Wall Street Journal (WSJ), aralarında sağ görüşlülerin de yer aldığı pek çok İsraillinin, savaşın sonlandırılmasını ve rehinelerin serbest bırakılmasını istediğini yazıyor.

Kudüs merkezli düşünce kuruluşu İsrail Demokrasi Enstitüsü’nün 9 Mart'ta yayımladığı ankete göre İsraillilerin yüzde 73'ü Hamas’la çatışmaların sona erdirilmesi ve İsrail'in Gazze'den çekilmesi karşılığında kalan rehinelerin serbest bırakılması için müzakere yapılmasını destekliyor.

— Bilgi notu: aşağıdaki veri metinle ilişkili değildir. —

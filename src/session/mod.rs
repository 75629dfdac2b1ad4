//! Browser session lifecycle management
//!
//! The manager owns every session in an arena-style registry; external
//! holders work with session ids and `Arc<Session>` views, never interior
//! mutable state. Termination follows a guarded multi-step sequence where
//! each step's failure is logged and swallowed so later steps always run,
//! and every tracked subprocess handle is explicitly closed.

pub mod backend;
pub mod context;
pub mod session;
pub mod state;

use std::sync::Arc;

use dashmap::DashMap;
use serde_json::json;
use tracing::{debug, error, info, warn};
use uuid::Uuid;

use crate::config::{ManagerConfig, SessionConfig};
use crate::events::{CorrelationId, Event, EventBus, EventType, Severity};
use crate::scheduler::Scheduler;
use crate::selector_store::schema::WaitStrategy;
use crate::storage::StateStore;

pub use backend::{
    BrokenPipeHandle, BrowserBackend, ChromiumFactory, DriverFactory, StubBackend, StubFactory,
    SubprocessHandle,
};
pub use context::{resolve_navigation_url, TabContext, TEST_PAGES_ENV};
pub use session::{Session, SessionError, SessionStatus};
pub use state::{BrowserState, BROWSER_STATE_SCHEMA_VERSION};

/// Cleanup levels the resource monitor may request.
#[derive(Debug, Clone, Copy, PartialEq, Eq)]
pub enum CleanupLevel {
    /// Clear caches and release idle handles.
    Soft,
    /// Close the least-recently-used tab context.
    Moderate,
    /// Terminate the session.
    Aggressive,
}

/// Owns sessions: creates, persists, restores, and reaps them.
pub struct SessionManager {
    config: ManagerConfig,
    sessions: DashMap<Uuid, Arc<Session>>,
    scheduler: Arc<Scheduler>,
    factory: Arc<dyn DriverFactory>,
    store: Arc<dyn StateStore>,
    events: EventBus,
}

Ankete katılan sağcı İsraillilerin yüzde 56'sı ve Başbakan Binyamin Netanyahu'nun partisi Likud seçmenlerinin yüzde 62'si ateşkes anlaşmasını desteklediğini belirtiyor.

Yahudi araştırma ve eğitim kuruluşu Şalom Hartman Enstitüsü’nden Yossi Klein Halevi, “Tüm şikayetler dönüp dolaşıp rehine meselesinde bir araya geliyor” diyor.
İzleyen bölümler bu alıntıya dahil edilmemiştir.